Source data section start
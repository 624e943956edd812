//! Construction-time configuration for [`RemoteConfigService`](super::RemoteConfigService).

use std::fmt;
use std::sync::Arc;

use crate::overrides::OverrideSource;
use crate::transport::RuntimeEnvironment;

/// Build version reported in `X-Build-Version` when the host sets none.
pub const DEFAULT_BUILD_VERSION: &str = "1.0.0";

/// Configuration values that control how the service reaches the server.
#[derive(Clone)]
pub struct ServiceConfig {
    /// Runtime descriptor selecting the transport during initialization.
    pub environment: RuntimeEnvironment,
    /// Optional override collaborator, pulled at init and on every fetch.
    pub override_source: Option<Arc<dyn OverrideSource>>,
    /// Application build version forwarded to the transport.
    pub build_version: String,
}

impl Default for ServiceConfig {
    fn default() -> Self {
        Self {
            environment: RuntimeEnvironment::default(),
            override_source: None,
            build_version: DEFAULT_BUILD_VERSION.to_string(),
        }
    }
}

impl ServiceConfig {
    /// Default configuration running over `environment`.
    pub fn with_environment(environment: RuntimeEnvironment) -> Self {
        Self {
            environment,
            ..Default::default()
        }
    }

    pub fn with_override_source(mut self, source: Arc<dyn OverrideSource>) -> Self {
        self.override_source = Some(source);
        self
    }

    pub fn with_build_version(mut self, build_version: impl Into<String>) -> Self {
        self.build_version = build_version.into();
        self
    }
}

impl fmt::Debug for ServiceConfig {
    fn fmt(&self, f: &mut fmt::Formatter<'_>) -> fmt::Result {
        f.debug_struct("ServiceConfig")
            .field("environment", &self.environment)
            .field("override_source", &self.override_source.is_some())
            .field("build_version", &self.build_version)
            .finish()
    }
}
//! Application-level SDK handle.
//!
//! [`SodaSdk`] is created once at the application root and passed to the
//! code that reads configuration. It validates the settings, drives the
//! initial fetch and exposes the [`RemoteConfigService`].

use std::sync::Arc;

use thiserror::Error;
use tracing::{error, info};

use crate::logger::{self, LoggerError};
use crate::overrides::SharedOverrides;
use crate::service::{RemoteConfigService, ServiceConfig};
use crate::settings::SdkSettings;
use crate::transport::RuntimeEnvironment;

/// Error raised by [`SodaSdk::initialize`] and [`SdkSettings::validate`].
#[derive(Debug, Error)]
pub enum SdkError {
    /// The bundle id failed validation; carries the validator's message.
    #[error("invalid bundle id: {0}")]
    InvalidBundleId(String),
    /// A required setting is blank.
    #[error("missing setting: {0}")]
    MissingSettings(&'static str),
    /// The service could not complete its initial fetch.
    #[error("remote config initialization failed")]
    InitializationFailed,
}

/// Explicit SDK context owning the remote configuration service.
#[derive(Debug, Clone)]
pub struct SodaSdk {
    settings: SdkSettings,
    overrides: Option<SharedOverrides>,
    remote_config: RemoteConfigService,
}

impl SodaSdk {
    /// SDK version reported by [`SodaSdk::VERSION`].
    pub const VERSION: &'static str = "0.0.1";

    /// Builds the SDK without touching the network. Overrides from
    /// `settings` are exposed through [`SodaSdk::overrides`].
    pub fn new(settings: SdkSettings, environment: RuntimeEnvironment) -> Self {
        let overrides = settings.override_config.clone().map(SharedOverrides::new);
        let mut config = ServiceConfig::with_environment(environment)
            .with_build_version(settings.build_version.clone());
        if let Some(shared) = &overrides {
            config = config.with_override_source(Arc::new(shared.clone()));
        }
        Self {
            settings,
            overrides,
            remote_config: RemoteConfigService::new(config),
        }
    }

    /// Validates the settings and initializes the remote configuration
    /// service with the default config name.
    ///
    /// A rejected bundle id or blank setting is reported before any request
    /// is made. A failed initial fetch is reported as
    /// [`SdkError::InitializationFailed`]; the service stays usable and
    /// returns defaults.
    pub async fn initialize(&self) -> Result<(), SdkError> {
        logger::set_logging_enabled(self.settings.enable_log);

        if let Err(err) = self.settings.validate() {
            error!(error = %err, "invalid SDK settings; remote config not initialized");
            return Err(err);
        }

        info!(
            version = Self::VERSION,
            bundle_id = %self.settings.bundle_id,
            "initializing SDK"
        );
        let loaded = self
            .remote_config
            .initialize(
                &self.settings.bundle_id,
                &self.settings.server_url,
                &self.settings.default_config_name,
            )
            .await;
        if !loaded {
            return Err(SdkError::InitializationFailed);
        }
        Ok(())
    }

    /// Installs the SDK subscriber with the configured `log_level`.
    ///
    /// Optional: hosts that already own a global subscriber skip this and
    /// keep receiving SDK events through their own. Fails with
    /// [`LoggerError::AlreadyInstalled`] when a global subscriber exists.
    pub fn init_logging(&self) -> Result<(), LoggerError> {
        logger::init(&self.settings.log_level)
    }

    pub fn bundle_id(&self) -> &str {
        &self.settings.bundle_id
    }

    pub fn server_url(&self) -> &str {
        &self.settings.server_url
    }

    pub fn settings(&self) -> &SdkSettings {
        &self.settings
    }

    pub fn remote_config(&self) -> &RemoteConfigService {
        &self.remote_config
    }

    /// Live handle on the configured overrides, if any.
    pub fn overrides(&self) -> Option<&SharedOverrides> {
        self.overrides.as_ref()
    }

    pub fn is_initialized(&self) -> bool {
        self.remote_config.is_initialized()
    }
}
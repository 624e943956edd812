//! Stable device identification for configuration requests.

use std::env;
use std::fs;

use sha2::{Digest, Sha256};
use tracing::debug;

/// Environment variable overriding the detected device identifier.
pub const ENV_DEVICE_ID: &str = "SODA_DEVICE_ID";

/// Files holding a per-machine identifier on common platforms.
const MACHINE_ID_PATHS: [&str; 2] = ["/etc/machine-id", "/var/lib/dbus/machine-id"];

/// Returns the platform's unique device identifier, if one can be found.
///
/// Checks [`ENV_DEVICE_ID`] first, then the machine id files.
pub fn platform_device_id() -> Option<String> {
    if let Some(id) = env::var(ENV_DEVICE_ID).ok().and_then(non_empty) {
        return Some(id);
    }
    MACHINE_ID_PATHS
        .iter()
        .find_map(|path| fs::read_to_string(path).ok().and_then(non_empty))
}

/// Resolves a stable identifier: the platform id when available, otherwise
/// a hash of `environment`, the host name and the OS.
pub fn resolve_device_id(environment: &str) -> String {
    match platform_device_id() {
        Some(id) => id,
        None => {
            let fallback = fallback_device_id(environment, &host_name(), env::consts::OS);
            debug!(device_id = %fallback, "no platform device id, using fallback hash");
            fallback
        }
    }
}

/// Deterministic fallback identifier derived from the runtime environment.
pub fn fallback_device_id(environment: &str, host: &str, os: &str) -> String {
    let mut hasher = Sha256::new();
    hasher.update(format!("{environment}_{host}_{os}").as_bytes());
    let digest = hex::encode(hasher.finalize());
    digest[..32].to_string()
}

fn host_name() -> String {
    ["HOSTNAME", "COMPUTERNAME"]
        .iter()
        .find_map(|key| env::var(key).ok().and_then(non_empty))
        .unwrap_or_else(|| "unknown".to_string())
}

fn non_empty(value: String) -> Option<String> {
    let trimmed = value.trim();
    (!trimmed.is_empty()).then(|| trimmed.to_string())
}

#[cfg(test)]
mod tests {
    use super::*;

    #[test]
    fn fallback_is_stable_and_input_sensitive() {
        let a = fallback_device_id("desktop", "box", "linux");
        assert_eq!(a, fallback_device_id("desktop", "box", "linux"));
        assert_eq!(a.len(), 32);
        assert!(a.chars().all(|c| c.is_ascii_hexdigit()));
        assert_ne!(a, fallback_device_id("bridge", "box", "linux"));
        assert_ne!(a, fallback_device_id("desktop", "box", "macos"));
    }

    #[test]
    fn resolved_id_is_never_empty() {
        assert!(!resolve_device_id("desktop").is_empty());
        assert_eq!(resolve_device_id("desktop"), resolve_device_id("desktop"));
    }

    #[test]
    fn non_empty_trims() {
        assert_eq!(non_empty("  abc\n".into()).as_deref(), Some("abc"));
        assert_eq!(non_empty(" \n".into()), None);
    }
}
Source data section end
• [Exercise] Once you have read the records above, say how many of their lines contain the word "configured", giving only that figure.

• [Result of this task] 2